On Tue, Sep 12, 2017 at 6:11 PM, Thomas Munro <thomas.munro@enterprisedb.com> wrote:
On Wed, Sep 13, 2017 at 3:48 AM, Elvis Pranskevichus <elprans@gmail.com> wrote:
> I incorporated those bits into your patch and rebased in onto master.
> Please see attached.
>
> FWIW, I think that mixing the standby status and the default
> transaction writability is suboptimal.  They are related, yes, but not
> the same thing.  It is possible to have a master cluster in the
> read-only mode, and with this patch it would be impossible to
> distinguish from a hot-standby replica without also polling
> pg_is_in_recovery(), which defeats the purpose of having to do no
> database roundtrips.

Hi Elvis,

FYI the recovery test 001_stream_rep.pl fails with this patch applied.
You can see that if you configure with --enable-tap-tests, build and
then cd into src/test/recovery and "make check".

The latest patch applies cleanly and builds (I am also seeing the failing TAP tests), however, I have a concern. With a single server set up, when I attempt to make a connection with target_session_attrs=read-write, I get the message 
psql: could not make a suitable connection to server "localhost:5432"
Whereas, when I attempt to make a connection with target_session_attrs=read-only, it is successful.

I might be missing something, but this seems somewhat counter-intuitive. I would expect to specify read-write as target_session_attrs and successfully connect to a server on which read and write operations are permitted. I see this behavior implemented in src/interfaces/libpq/fe-connect.c
Is there a reason to reject a connection to a primary server when I specify 'read-write'? Is this intentional?

Re: [HACKERS] [PATCH v1] Add and report the new "in_hot_standby" GUC pseudo-variable.

From
Melanie Plageman
Date:
On Tue, Sep 19, 2017 at 4:15 PM, Melanie Plageman <melanieplageman@gmail.com> wrote:
The latest patch applies cleanly and builds (I am also seeing the failing TAP tests), however, I have a concern. With a single server set up, when I attempt to make a connection with target_session_attrs=read-write, I get the message 
psql: could not make a suitable connection to server "localhost:5432"
Whereas, when I attempt to make a connection with target_session_attrs=read-only, it is successful.

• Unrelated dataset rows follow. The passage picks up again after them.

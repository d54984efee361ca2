use anyhow::Result;
use clap::Parser;
use tracing_subscriber::filter::LevelFilter;
use tracing_subscriber::EnvFilter;

use gob_cli::cli::{Cli, Commands};
use gob_cli::{commands, context};

#[tokio::main]
async fn main() -> Result<()> {
    let cli = Cli::parse();
    let config = context::load_config(&cli)?;

    // stdout carries query output, logs go to stderr
    let level: LevelFilter = match (cli.log_level, cli.verbose) {
        (Some(level), _) => level.into(),
        (None, true) => LevelFilter::DEBUG,
        (None, false) => config.logging.level.parse().unwrap_or(LevelFilter::INFO),
    };
    tracing_subscriber::fmt()
        .with_env_filter(
            EnvFilter::builder()
                .with_default_directive(level.into())
                .from_env_lossy(),
        )
        .with_writer(std::io::stderr)
        .init();

    match cli.command {
        Commands::Serve { host, port } => commands::serve::execute(config, host, port).await?,

        Commands::Compile {
            query,
            plan,
            caller,
        } => {
            let query = context::read_query(query)?;
            commands::compile::execute(&config, &query, plan, &caller)?
        }

        Commands::Query { query, caller } => {
            let query = context::read_query(query)?;
            tokio::task::spawn_blocking(move || {
                commands::query::execute(&config, &query, &caller, std::io::stdout().lock())
            })
            .await??;
        }

        Commands::InitDb => commands::init_db::execute(&config)?,

        Commands::Load { path } => commands::load::execute(&config, path.as_deref())?,
    }

    Ok(())
}
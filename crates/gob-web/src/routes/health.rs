//! Health check endpoints

use crate::state::AppState;
use axum::extract::State;
use axum::http::StatusCode;
use axum::{routing::get, Json, Router};
use serde_json::{json, Value};
use tracing::warn;

pub fn health_routes() -> Router<AppState> {
    Router::new()
        .route("/health", get(health_check))
        .route("/ready", get(ready_check))
}

async fn health_check() -> Json<Value> {
    Json(json!({
        "status": "healthy",
        "service": "gob-web"
    }))
}

/// Ready when a query connection can be opened
async fn ready_check(State(state): State<AppState>) -> (StatusCode, Json<Value>) {
    let store = state.store.clone();
    let connected = tokio::task::spawn_blocking(move || store.connect().map(drop))
        .await
        .map_err(|e| e.to_string())
        .and_then(|r| r.map_err(|e| e.to_string()));

    match connected {
        Ok(()) => (StatusCode::OK, Json(json!({"status": "ready"}))),
        Err(error) => {
            warn!(%error, "Store not ready");
            (
                StatusCode::SERVICE_UNAVAILABLE,
                Json(json!({"status": "unavailable"})),
            )
        }
    }
}
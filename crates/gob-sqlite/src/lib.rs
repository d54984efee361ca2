//! SQLite store for GOB collections
//!
//! This crate provides the storage side of the streaming query pipeline:
//!
//! - **SqliteStore**: opens one read-only connection per request
//! - **SqliteCursor**: streams the rows of a compiled statement as JSON maps,
//!   ready for [`gob_query::EntityStream`]
//! - **Schema bootstrap**: entity and relation tables derived from the model
//! - **Loading**: NDJSON records into those tables
//!
//! ## Usage
//!
//! ```rust,ignore
//! use gob_sqlite::{SqliteConfig, SqliteStore};
//! use gob_query::{compile_query, EntityStream};
//!
//! let store = SqliteStore::new(SqliteConfig::new("./gob.db"))?;
//! let compiled = compile_query(query, &auth)?;
//! store.with_cursor(&compiled.sql, |cursor| {
//!     for entity in EntityStream::new(cursor, &compiled.plan, &auth)? {
//!         println!("{}", entity?);
//!     }
//!     Ok::<_, gob_query::QueryError>(())
//! })??;
//! ```

pub mod config;
pub mod cursor;
pub mod error;
pub mod load;
pub mod schema;
pub mod store;

// Include testing fixtures when test-utils feature is enabled
#[cfg(any(test, feature = "test-utils"))]
pub mod testing;

// Re-exports
pub use config::SqliteConfig;
pub use cursor::SqliteCursor;
pub use error::{SqliteError, SqliteResult};
pub use load::{insert_entity, insert_relation, load_records, LoadStats, Record};
pub use schema::init_schema;
pub use store::SqliteStore;
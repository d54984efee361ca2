//! SQLite store configuration

use serde::{Deserialize, Serialize};
use std::path::{Path, PathBuf};

/// Connection settings applied to every connection the store opens
#[derive(Debug, Clone, PartialEq, Serialize, Deserialize)]
#[serde(default)]
pub struct SqliteConfig {
    /// Database file
    pub path: PathBuf,
    /// How long a connection waits on a locked database
    pub busy_timeout_ms: u32,
    /// Page cache size (negative: KiB, positive: pages)
    pub cache_size: i64,
    /// Memory-mapped I/O size in bytes, 0 disables it
    pub mmap_size: u64,
    /// Open query connections read-only
    pub read_only: bool,
    /// Write-ahead logging for writable connections; read-only readers of a
    /// WAL database need write access to its directory
    pub wal_mode: bool,
}

impl Default for SqliteConfig {
    fn default() -> Self {
        Self {
            path: PathBuf::from("gob.db"),
            busy_timeout_ms: 5000,
            cache_size: -16000,
            mmap_size: 0,
            read_only: true,
            wal_mode: false,
        }
    }
}

impl SqliteConfig {
    pub fn new(path: impl AsRef<Path>) -> Self {
        Self {
            path: path.as_ref().to_path_buf(),
            ..Default::default()
        }
    }

    pub fn with_busy_timeout(mut self, ms: u32) -> Self {
        self.busy_timeout_ms = ms;
        self
    }

    pub fn with_mmap_size(mut self, bytes: u64) -> Self {
        self.mmap_size = bytes;
        self
    }

    pub fn with_read_only(mut self, read_only: bool) -> Self {
        self.read_only = read_only;
        self
    }
}
//! Streaming query compiler for GOB collections
//!
//! A query travels through three stages:
//!
//! 1. **Parse**: query text becomes a [`RelationTree`] ([`parse_query`])
//! 2. **Compile**: the tree becomes one SQL statement plus a [`ResultPlan`]
//!    ([`compile_query`]), with authorization applied to filters and access
//! 3. **Reconstruct**: the ordered row cursor of that statement is merged
//!    back into nested entities, one per root row identity ([`EntityStream`])
//!
//! ## Usage
//!
//! ```rust,ignore
//! use gob_query::{compile_query, EntityStream};
//!
//! let compiled = compile_query("{ gebiedenBuurten { edges { node { naam } } } }", &auth)?;
//! let rows = store.query(&compiled.sql)?;
//! for entity in EntityStream::new(rows, &compiled.plan, &auth)? {
//!     println!("{}", entity?);
//! }
//! ```

pub mod compile;
pub mod error;
pub mod ir;
pub mod plan;
pub mod stream;
pub mod syntax;

// Re-exports
pub use compile::{active_predicate, compile_query, CompiledQuery, SqlCompiler};
pub use error::{
    CompileError, CompileResult, GrammarError, GrammarResult, QueryError, QueryResult, StreamError,
};
pub use ir::{Arguments, Field, Literal, RelationNode, RelationTree};
pub use plan::{FieldKind, FieldPlan, JoinKind, RelationPlan, ResultPlan};
pub use stream::{EntityStream, Row};
pub use syntax::parse_query;
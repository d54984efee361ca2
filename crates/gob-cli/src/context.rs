//! Configuration and shared resources for commands

use crate::cli::{CallerArgs, Cli};
use anyhow::{Context, Result};
use gob_auth::{AuthContext, AuthScheme, Base64Cipher, User};
use gob_config::{ConfigLoader, GobConfig};
use gob_model::Registry;
use gob_sqlite::{SqliteConfig, SqliteStore};
use std::io::Read;
use std::sync::Arc;

/// Effective configuration: file and environment, then command line overrides
pub fn load_config(cli: &Cli) -> Result<GobConfig> {
    let mut config = ConfigLoader::load(cli.config.as_deref())?;
    if let Some(path) = &cli.database {
        config.database.path = path.clone();
    }
    if let Some(path) = &cli.model {
        config.model.path = path.clone();
    }
    if let Some(path) = &cli.auth_scheme {
        config.auth.scheme_path = Some(path.clone());
    }
    Ok(config)
}

pub fn registry(config: &GobConfig) -> Result<Registry> {
    Registry::from_file(&config.model.path)
        .with_context(|| format!("Failed to load model {}", config.model.path.display()))
}

pub fn sqlite_config(config: &GobConfig) -> SqliteConfig {
    SqliteConfig::new(&config.database.path)
        .with_busy_timeout(config.database.busy_timeout_ms)
        .with_mmap_size(config.database.mmap_size)
}

pub fn store(config: &GobConfig) -> Result<SqliteStore> {
    SqliteStore::new(sqlite_config(config))
        .with_context(|| format!("Failed to open {}", config.database.path.display()))
}

/// Authorization context for the caller named on the command line
pub fn auth_context(config: &GobConfig, caller: &CallerArgs) -> Result<AuthContext> {
    let scheme = match &config.auth.scheme_path {
        Some(path) => AuthScheme::from_file(path)
            .with_context(|| format!("Failed to load auth scheme {}", path.display()))?,
        None => AuthScheme::default(),
    };
    Ok(AuthContext::new(
        Arc::new(registry(config)?),
        Arc::new(scheme),
        Arc::new(Base64Cipher),
        User::from_role_header(caller.user.clone(), &caller.roles),
    ))
}

/// Query from the argument, or all of stdin
pub fn read_query(query: Option<String>) -> Result<String> {
    match query {
        Some(query) => Ok(query),
        None => {
            let mut query = String::new();
            std::io::stdin()
                .read_to_string(&mut query)
                .context("Failed to read query from stdin")?;
            Ok(query)
        }
    }
}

I might be missing something, but this seems somewhat counter-intuitive. I would expect to specify read-write as target_session_attrs and successfully connect to a server on which read and write operations are permitted. I see this behavior implemented in src/interfaces/libpq/fe-connect.c
Is there a reason to reject a connection to a primary server when I specify 'read-write'? Is this intentional?

Hi Elvis,

Making an assumption about the intended functionality mentioned above, I swapped the 'not' to the following lines of src/interfaces/libpq/fe-connect.c ~ line 3005

if (conn->target_session_attrs != NULL &&
((strcmp(conn->target_session_attrs, "read-write") == 0 && conn->session_read_only) ||
 (strcmp(conn->target_session_attrs, "read-only") == 0 && !conn->session_read_only)))

I rebased and built with this change locally.
The review below is based on the patch with that change.

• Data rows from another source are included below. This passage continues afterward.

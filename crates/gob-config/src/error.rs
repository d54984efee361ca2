//! Configuration errors

use std::path::PathBuf;
use thiserror::Error;

#[derive(Error, Debug)]
pub enum ConfigError {
    #[error("Failed to read {path}: {error}")]
    Io { path: PathBuf, error: String },

    #[error("Failed to parse {path}: {error}")]
    Parse { path: PathBuf, error: String },

    /// Extension without a compiled-in parser
    #[error("Unsupported config format '{0}'")]
    UnsupportedFormat(String),

    #[error("Invalid value for {field}: {reason}")]
    Invalid { field: &'static str, reason: String },
}

pub type ConfigResult<T> = Result<T, ConfigError>;
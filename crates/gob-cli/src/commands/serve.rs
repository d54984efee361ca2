use anyhow::Result;
use gob_config::GobConfig;
use gob_web::{start_server, AppState};

pub async fn execute(mut config: GobConfig, host: Option<String>, port: Option<u16>) -> Result<()> {
    if let Some(host) = host {
        config.server.host = host;
    }
    if let Some(port) = port {
        config.server.port = port;
    }

    let state = AppState::from_config(&config)?;
    start_server(state, &config.server).await?;
    Ok(())
}
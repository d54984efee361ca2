//! Configuration for the GOB streaming query service
//!
//! ## Features
//!
//! - TOML, YAML and JSON files, chosen by extension
//! - Defaults for every section
//! - `GOB_*` environment overrides
//!
//! ## Quick Start
//!
//! ```rust,no_run
//! use gob_config::ConfigLoader;
//!
//! let config = ConfigLoader::load(Some("gob.toml".as_ref()))?;
//! println!("listening on {}", config.server.bind_address());
//! # Ok::<(), gob_config::ConfigError>(())
//! ```

mod config;
mod error;
mod loader;

pub use config::*;
pub use error::*;
pub use loader::*;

Also, the following comment has what looks like a copy-paste error and the first line should be deleted
in src/backend/utils/misc/guc.c ~ line 10078
assign_default_transaction_read_only


+assign_default_transaction_read_only(bool newval, void *extra)
...
+ /*
-  * We clamp manually-set values to at least 1MB.  Since
+  * Also set the session read-only parameter.  We only need
+  * to set the correct value in processes that have database
+  * sessions, but there's no mechanism to know that there's

patch applies cleanly: yes
installcheck: passed
installcheck-world: passed
feature works as expected: yes (details follow)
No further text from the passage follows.